Keywords: Thymosin β4, Neurorestorative, stroke, neurogenesis
Introduction
Stroke is a major cause of morbidity and mortality worldwide [1]. Most survivors exhibit some form of disability and functional recovery is slow and unpredictable. Over the past two decades, research on treatment of stroke has focused on neuroprotection and revascularization strategies. The only successful clinical trials that has resulted from this research is the use of tissue plasminogen activator (rt-PA) administered within 4.5 hours of symptom onset [2, 3]. Use of t-PA has been limited because of its narrow time dependent treatment window as most stroke patients present to the Emergency Department well beyond 4.5 hours of symptom onset [4, 5]. Moreover, use of rt-PA is complicated by a 6.4% symptomatic intracerbral hemmorhage (ICH) rate which has caused considerable controversy regarding its practical use, particularly amongst Emergency physicians. The restriction on time and potential adverse effects have limited the use of rt-PA to approximately 3% of stroke patients [6, 7]. New strategies need to be designed to produce a treatment for stroke patients that are not limited to a symptom onset time window and produce improved outcomes with minimal side effects. Therapeutic advances would be to initiate treatment many hours or even days after stroke onset with the intent of improving neurological function rather than just simply reducing the area of infarction. Pharmacologically based therapies designed to enhance endogenous neurogenesis to promote functional recovery is the next frontier in stroke research.
Neurorestorative therapy
Recovery recapitulates ontogeny [8]. Genes and proteins that are present and active during development are reactivated after ischemic brain injury. Expression of these developmental genes and proteins after ischemia, especially with limited cerebral metabolic resources, demonstrates a conservation of plasticity that is capable of activation even in an aged adult organism. Examples of increased cerebral protein expression during development and ischemia are structional proteins (nestin and MAP-2), growth factors (VEGF and BDNF) and differeation factors (NeuroD) [9, 10]. In a similar fashion, the number of dendritic spines reach a maximum several years after birth and subsequently decline. Likewise after stroke, the number of dendritic spines and synapses are increased during recovery and pruned [11, 12]. Neurorestorative therapy capitalizes on the these fundamental observations to enhance these brain repair processes
Neurorestorative therapies using cell-based or pharmacological treatments are designed to be administered 24 hours or later after stroke onset to remove the time restraints of thrombolytics thereby enabling most strokes to be treated. Neurorestorative therapy treats the intact tissue and targets specific parenchymal cells (nerual progenitor cells, astrocytes, oligodendrocytes or endothelial cells) to activate endogenous neurogenesis, oligogenesis, or angiogenesis [13]. Cell based therapies currently under investigation are bone-marrow mesenchymal cell, cord blood cells, fetal embryoic cells. Pharmacological treatments include statins, phosphodiesterase 5 inhibitors erythropoietin, and nitric oxide donors [14-18]. These treatments have all demonstrated improved funtional outcome in the preclinial arena.

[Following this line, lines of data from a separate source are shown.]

/// Errors raised by board ingestion, move application and search
#[derive(Debug, Clone, PartialEq, Eq, thiserror::Error)]
pub enum GameError {
    #[error("invalid move, column {column} out of range")]
    ColumnOutOfRange { column: usize },

    #[error("invalid move, column {column} full")]
    ColumnFull { column: usize },

    #[error("no legal moves remain")]
    NoLegalMoves,

    #[error("malformed board: {0}")]
    MalformedInput(String),
}

impl GameError {
    /// Whether this error rejects a single move rather than the whole position
    pub fn is_invalid_move(&self) -> bool {
        matches!(
            self,
            GameError::ColumnOutOfRange { .. } | GameError::ColumnFull { .. }
        )
    }
}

Stroke induced neurogenesis
In the adult rat brain, neurogenesis occurs primarily in the subventricular zone (SVZ) lining the lateral ventricles and the subgranular zone (SGZ) of the dentate gyrus (DG) [19]. The SVZ contains a hetergenous group of progenitor or adult stem cells which have the protential of differentiating into neurons, astrocytes or oligodendrocytes. Type A cells are neuroblasts, while a subpopulation of type B cells (astrocytes) are neural stem cells. Slow dividing type B cells generate rapidly dividing type C (progenitor cells) cells that differentiate into type A cells (migrating neuroblasts) [20] Type A cells ultimately travel the rostral migratory stream to the olfactory bulb where they differentiate into inter-neurons throughout rodent life [21]. A small subpopulation (5%) of type C cells in the SVZ become oligoprecursor cells (OPC) [22].

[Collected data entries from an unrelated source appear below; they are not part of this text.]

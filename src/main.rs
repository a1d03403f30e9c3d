use anyhow::{bail, Context, Result};
use clap::{Parser, ValueEnum};
use indicatif::{ProgressBar, ProgressStyle};

use std::io::{stdin, stdout, Write};
use std::path::PathBuf;

use connect4_gametree::search::DEFAULT_MAX_DEPTH;
use connect4_gametree::*;

mod console;

#[derive(Copy, Clone, Debug, ValueEnum)]
enum Heuristic {
    /// Weighted twos, threes and fours
    Streak,
    /// Center column and long straight runs
    Positional,
    /// Piece count difference
    Pieces,
}

/// Play Connect 4 against a depth-limited game tree agent
#[derive(Parser)]
#[command(name = "connect4_gametree", about = "Play Connect 4 against a game tree agent")]
struct Cli {
    /// CSV file with the starting position: one line per board row, top row
    /// first, 0 = empty, 1 = player one, 2 = player two. The side to
    /// move follows from the piece counts
    board: Option<PathBuf>,

    /// Search depth in plies
    #[arg(long, default_value_t = DEFAULT_MAX_DEPTH)]
    depth: usize,

    /// Sort the agent's candidate moves by a one ply evaluation before searching
    #[arg(long)]
    ordering: bool,

    /// Search the agent's candidate moves on all cores
    #[arg(long)]
    parallel: bool,

    /// Heuristic used to score positions
    #[arg(long, value_enum, default_value = "streak")]
    evaluator: Heuristic,

    /// Let the agent play player one, which opens the game
    #[arg(long)]
    agent_first: bool,

    /// Print the agent's move for the starting position and exit
    #[arg(long)]
    analyse: bool,
}

fn main() -> Result<()> {
    env_logger::init();
    let cli = Cli::parse();

    let board = match &cli.board {
        Some(path) => std::fs::read_to_string(path)
            .with_context(|| format!("reading board from {}", path.display()))?
            .parse::<Board>()
            .with_context(|| format!("loading board from {}", path.display()))?,
        None => Board::new(),
    };

    let agent = if cli.agent_first {
        Player::One
    } else {
        Player::Two
    };
    let player = GameTreePlayer::new(cli.depth)
        .with_agent(agent)
        .with_move_ordering(cli.ordering);
    match cli.evaluator {
        Heuristic::Streak => run(&cli, board, player),
        Heuristic::Positional => run(&cli, board, player.with_evaluator(PositionalEvaluator)),
        Heuristic::Pieces => run(&cli, board, player.with_evaluator(PieceCountEvaluator)),
    }
}

/// Runs the agent's search behind a spinner
fn think<E: Evaluator + Clone + Send + Sync>(
    player: &mut GameTreePlayer<E>,
    board: &Board,
    parallel: bool,
) -> Result<SearchResult, GameError> {
    let spinner = ProgressBar::new_spinner();
    spinner.set_style(ProgressStyle::default_spinner().template("{spinner:.cyan} {msg}"));
    spinner.set_message("Agent is thinking...");
    spinner.enable_steady_tick(100);

    let result = if parallel {
        player.search_parallel(board)
    } else {
        player.search(board)
    };

    spinner.finish_and_clear();
    result
}

fn run<E: Evaluator + Clone + Send + Sync>(
    cli: &Cli,
    mut board: Board,
    mut player: GameTreePlayer<E>,
) -> Result<()> {
    let agent = player.agent();

    if cli.analyse {
        console::display(&board)?;
        match think(&mut player, &board, cli.parallel) {
            Ok(SearchResult {
                score,
                best_move: Some(column),
            }) => println!("Best move: {} (score {})", column + 1, score),
            Ok(SearchResult {
                score,
                best_move: None,
            }) => println!("No move chosen (score {})", score),
            Err(err) => println!("{}", err),
        }
        println!("Positions searched: {}", player.node_count);
        return Ok(());
    }

    let stdin = stdin();
    let mut to_move = board.next_player();

    println!(
        "Welcome to Connect 4, the agent searches {} plies\n",
        player.max_depth()
    );

    // game loop
    loop {
        console::display(&board)?;

        if let Some(message) = console::outcome(board.state(), agent) {
            println!("{}", message);
            break;
        }

        // AI player
        if to_move == agent {
            let result = think(&mut player, &board, cli.parallel)?;
            match result.best_move {
                Some(column) => {
                    println!("Agent plays {} (score {})", column + 1, result.score);
                    board = board.apply(column, agent)?;
                }
                None => {
                    println!("Agent found no move, ending the game as a draw");
                    break;
                }
            }

        // human player
        } else {
            print!("{} move input > ", console::player_name(to_move, agent));
            stdout().flush()?;
            let mut input_str = String::new();
            if stdin.read_line(&mut input_str)? == 0 {
                bail!("input closed before the game finished");
            }

            let column = match input_str.trim().parse::<usize>() {
                Ok(column @ 1..=COLUMNS) => column - 1,
                _ => {
                    println!(
                        "Invalid column: {}. Columns must be between 1 and {}",
                        input_str.trim(),
                        COLUMNS
                    );
                    continue;
                }
            };
            match board.apply(column, to_move) {
                Ok(next) => board = next,
                Err(err) if err.is_invalid_move() => {
                    println!("{}", err);
                    // try the move again
                    continue;
                }
                Err(err) => return Err(err.into()),
            }
        }
        to_move = to_move.opponent();
    }

    println!(
        "Moves: {}, positions searched: {}",
        board.num_pieces(),
        player.node_count
    );
    Ok(())
}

Stroke induces neurogenesis in the SVZ and dentate gyrus [23, 24]. Ischemia induces neurogenesis by activating quiescent stem cells in the SVZ into a proliferative state by a symmetric mode of cellular (blast) division. Doublecortin (DCX) is a microtubular associated protein required for neuroblast migration [25]. Stroke significantly increases the number of DCX expressing neuroblasts in the ischemic SVZ and ischemic boundary region (Figure 1A and 1B) [24].
Figure 1.

Figure 1 (left) demonstrates neuroblasts (green, DCX positive cells) along with activated astrocytes (red, GFAP (glial fibrillary acidic protein)), in the ischemic SVZ and striatum 14 days after stroke. Figure 1 (right) represents the non-ischemic SVZ hemisphere [24].
Thymosin β4 a potential neurorestorative agent?

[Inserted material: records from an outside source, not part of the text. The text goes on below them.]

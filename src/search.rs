//! A depth-limited game tree player for Connect 4

use log::{debug, warn};
use rayon::prelude::*;

use crate::{
    board::{Board, Player},
    error::GameError,
    evaluator::{Evaluator, StreakEvaluator},
};

use std::cmp::Reverse;

/// Stands in for negative infinity as the initial alpha bound
pub const MIN_SCORE: i32 = i32::MIN;
/// Stands in for positive infinity as the initial beta bound
pub const MAX_SCORE: i32 = i32::MAX;

/// The search depth used when none is configured
pub const DEFAULT_MAX_DEPTH: usize = 5;

/// The outcome of searching a single node
///
/// `best_move` is `None` for leaves: depth exhausted, terminal positions and
/// boards without legal moves.
#[derive(Copy, Clone, Debug, Eq, PartialEq)]
pub struct SearchResult {
    pub score: i32,
    pub best_move: Option<usize>,
}

impl SearchResult {
    fn leaf(score: i32) -> Self {
        Self {
            score,
            best_move: None,
        }
    }
}

/// An agent choosing Connect 4 moves by bounded minimax with alpha-beta pruning
///
/// # Notes
/// The agent is always the maximizing side of its own search and the
/// opponent the minimizing side. Leaves are scored by the evaluator `E`
/// from the agent's point of view, so there is no notion of a proven win:
/// a four in a row is simply a terminal position with a (usually) high score.
///
/// Search never mutates the board it is given. Each explored move produces
/// a fresh copy of the board.
#[derive(Clone, Debug)]
pub struct GameTreePlayer<E = StreakEvaluator> {
    max_depth: usize,
    agent: Player,
    move_ordering: bool,
    evaluator: E,

    /// The number of nodes searched by this player so far (for diagnostics only)
    pub node_count: usize,
}

impl GameTreePlayer<StreakEvaluator> {
    /// Creates a new player for `Player::Two` using the streak heuristic
    pub fn new(max_depth: usize) -> Self {
        Self {
            max_depth,
            agent: Player::Two,
            move_ordering: false,
            evaluator: StreakEvaluator,
            node_count: 0,
        }
    }
}

impl Default for GameTreePlayer<StreakEvaluator> {
    fn default() -> Self {
        Self::new(DEFAULT_MAX_DEPTH)
    }
}

impl<E: Evaluator> GameTreePlayer<E> {
    /// Replaces the evaluation heuristic
    pub fn with_evaluator<F: Evaluator>(self, evaluator: F) -> GameTreePlayer<F> {
        GameTreePlayer {
            max_depth: self.max_depth,
            agent: self.agent,
            move_ordering: self.move_ordering,
            evaluator,
            node_count: self.node_count,
        }
    }

    /// Sets the color the agent plays
    pub fn with_agent(mut self, agent: Player) -> Self {
        self.agent = agent;
        self
    }

    /// Enables sorting of the root moves by a one-ply evaluation
    pub fn with_move_ordering(mut self, move_ordering: bool) -> Self {
        self.move_ordering = move_ordering;
        self
    }

    pub fn max_depth(&self) -> usize {
        self.max_depth
    }

    pub fn agent(&self) -> Player {
        self.agent
    }

    pub fn evaluator(&self) -> &E {
        &self.evaluator
    }

    /// Static evaluation of `board` for the agent
    pub fn evaluate(&self, board: &Board) -> i32 {
        self.evaluator.evaluate(board, self.agent)
    }

    fn side_to_move(&self, maximizing: bool) -> Player {
        if maximizing {
            self.agent
        } else {
            self.agent.opponent()
        }
    }

    /// Performs depth-limited minimax search with alpha-beta pruning
    ///
    /// Legal moves are tried in ascending column order and a move only
    /// replaces the current best on strict improvement, so ties go to the
    /// lowest column.
    pub fn minimax(
        &mut self,
        board: &Board,
        depth: usize,
        alpha: i32,
        beta: i32,
        maximizing: bool,
    ) -> SearchResult {
        self.node_count += 1;

        if depth == 0 || board.is_terminal() {
            return SearchResult::leaf(self.evaluate(board));
        }

        let moves = board.legal_moves();
        self.expand(board, &moves, depth, alpha, beta, maximizing)
    }

    /// Identical to [`minimax`](Self::minimax) but sorts this node's moves by
    /// the evaluation of the board after the agent plays each one
    ///
    /// The sort is descending for the maximizer and ascending for the
    /// minimizer. It is stable, so equally scored moves keep column order.
    /// Children are searched with the plain, unordered minimax.
    pub fn minimax_with_move_ordering(
        &mut self,
        board: &Board,
        depth: usize,
        alpha: i32,
        beta: i32,
        maximizing: bool,
    ) -> SearchResult {
        self.node_count += 1;

        if depth == 0 || board.is_terminal() {
            return SearchResult::leaf(self.evaluate(board));
        }

        let moves = self.ordered_moves(board, maximizing);
        self.expand(board, &moves, depth, alpha, beta, maximizing)
    }

    /// The legal moves sorted by the evaluation of the board after the agent
    /// plays each one, best first for the maximizer and worst first otherwise
    pub(crate) fn ordered_moves(&self, board: &Board, maximizing: bool) -> Vec<usize> {
        let mut moves: Vec<(usize, i32)> = board
            .legal_moves()
            .into_iter()
            .filter_map(|column| {
                board
                    .apply(column, self.agent)
                    .ok()
                    .map(|next| (column, self.evaluate(&next)))
            })
            .collect();
        if maximizing {
            moves.sort_by_key(|&(_, score)| Reverse(score));
        } else {
            moves.sort_by_key(|&(_, score)| score);
        }
        moves.into_iter().map(|(column, _)| column).collect()
    }

    /// Searches the children of an internal node in the given order
    fn expand(
        &mut self,
        board: &Board,
        moves: &[usize],
        depth: usize,
        mut alpha: i32,
        mut beta: i32,
        maximizing: bool,
    ) -> SearchResult {
        let player = self.side_to_move(maximizing);
        let mut best = SearchResult {
            score: if maximizing { MIN_SCORE } else { MAX_SCORE },
            best_move: None,
        };

        for &column in moves {
            let next = match board.apply(column, player) {
                Ok(next) => next,
                Err(_) => continue,
            };
            let score = self
                .minimax(&next, depth - 1, alpha, beta, !maximizing)
                .score;

            if maximizing {
                if score > best.score {
                    best = SearchResult {
                        score,
                        best_move: Some(column),
                    };
                }
                alpha = alpha.max(best.score);
            } else {
                if score < best.score {
                    best = SearchResult {
                        score,
                        best_move: Some(column),
                    };
                }
                beta = beta.min(best.score);
            }

            // the opponent will never allow this line, stop exploring siblings
            if alpha >= beta {
                break;
            }
        }
        best
    }

    /// Performs a top-level search from the agent's perspective
    ///
    /// Returns the score of the position and the calculated best move, or
    /// [`GameError::NoLegalMoves`] if the board is full. A maximum depth of
    /// zero yields the static evaluation without a move.
    pub fn search(&mut self, board: &Board) -> Result<SearchResult, GameError> {
        if board.legal_moves().is_empty() {
            warn!("search requested on a board without legal moves");
            return Err(GameError::NoLegalMoves);
        }

        let start_nodes = self.node_count;
        let result = if self.move_ordering {
            self.minimax_with_move_ordering(board, self.max_depth, MIN_SCORE, MAX_SCORE, true)
        } else {
            self.minimax(board, self.max_depth, MIN_SCORE, MAX_SCORE, true)
        };

        debug!(
            "depth {} search (move ordering: {}) chose {:?} with score {} after {} nodes",
            self.max_depth,
            self.move_ordering,
            result.best_move,
            result.score,
            self.node_count - start_nodes
        );
        Ok(result)
    }

    /// Calculates the column the agent should play, if any
    pub fn find_best_action(&mut self, board: &Board) -> Option<usize> {
        self.search(board).ok().and_then(|result| result.best_move)
    }
}

impl<E: Evaluator + Clone + Send + Sync> GameTreePlayer<E> {
    /// Performs a top-level search with the root's children explored in parallel
    ///
    /// Every child is searched with a full window by its own clone of this
    /// player, then the results are folded in the same order the sequential
    /// search visits them, so the returned score and move match
    /// [`search`](Self::search).
    pub fn search_parallel(&mut self, board: &Board) -> Result<SearchResult, GameError> {
        if board.legal_moves().is_empty() {
            warn!("search requested on a board without legal moves");
            return Err(GameError::NoLegalMoves);
        }
        if self.max_depth == 0 || board.is_terminal() {
            self.node_count += 1;
            return Ok(SearchResult::leaf(self.evaluate(board)));
        }

        let moves = if self.move_ordering {
            self.ordered_moves(board, true)
        } else {
            board.legal_moves()
        };
        let agent = self.agent;
        let depth = self.max_depth;
        let template = &*self;
        let children: Vec<(usize, i32, usize)> = moves
            .par_iter()
            .filter_map(|&column| {
                let next_board = board.apply(column, agent).ok()?;
                let mut next = template.clone();
                next.node_count = 0;
                let score = next
                    .minimax(&next_board, depth - 1, MIN_SCORE, MAX_SCORE, false)
                    .score;
                Some((column, score, next.node_count))
            })
            .collect();

        let start_nodes = self.node_count;
        self.node_count += 1;
        let mut best = SearchResult::leaf(MIN_SCORE);
        for (column, score, nodes) in children {
            self.node_count += nodes;
            if score > best.score {
                best = SearchResult {
                    score,
                    best_move: Some(column),
                };
            }
        }

        debug!(
            "parallel depth {} search (move ordering: {}) chose {:?} with score {} after {} nodes",
            depth,
            self.move_ordering,
            best.best_move,
            best.score,
            self.node_count - start_nodes
        );
        Ok(best)
    }

    /// Parallel counterpart of [`find_best_action`](Self::find_best_action)
    pub fn find_best_action_parallel(&mut self, board: &Board) -> Option<usize> {
        self.search_parallel(board)
            .ok()
            .and_then(|result| result.best_move)
    }
}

Thymosin β4 (Tβ4) is a developmentally expressed 43-amino acid peptide that was originally isolated from thymic extract and exists in numerous tissues and isoforms [26]. Tβ4's fundamental action is to inhibit organization of the actin-cytoskeletin by sequestration of G-actin monomers and thereby enabling cells to migrate [27]. Tβ4 has been shown to promote cardiomyocyte survival and to improve cardiac function after myocardial infarction (MI) in experimental adult mice [28]. Tβ4 has been shown to regulate vasculogenesis, angiogenesis and arteriogenesis in the post-natal and adult murine cardiac myocardium. Vascular progenitor cells isolated from the adult epicardium differentiated into smooth muscle and endothelial cells when cultured in the presence of Tβ4 [29]. It is postulated that Tβ4 may improve cardiac function by acting in conjunction with other angiogenic factors (ie VEGF) to revascularize damage myocardium through stimulation of adult vascular progenitor cells. Additionally, Tβ4 was found to be an essential paracrine factor of embryonic endothelial progenitor cell cardiac protection after acute MI [30].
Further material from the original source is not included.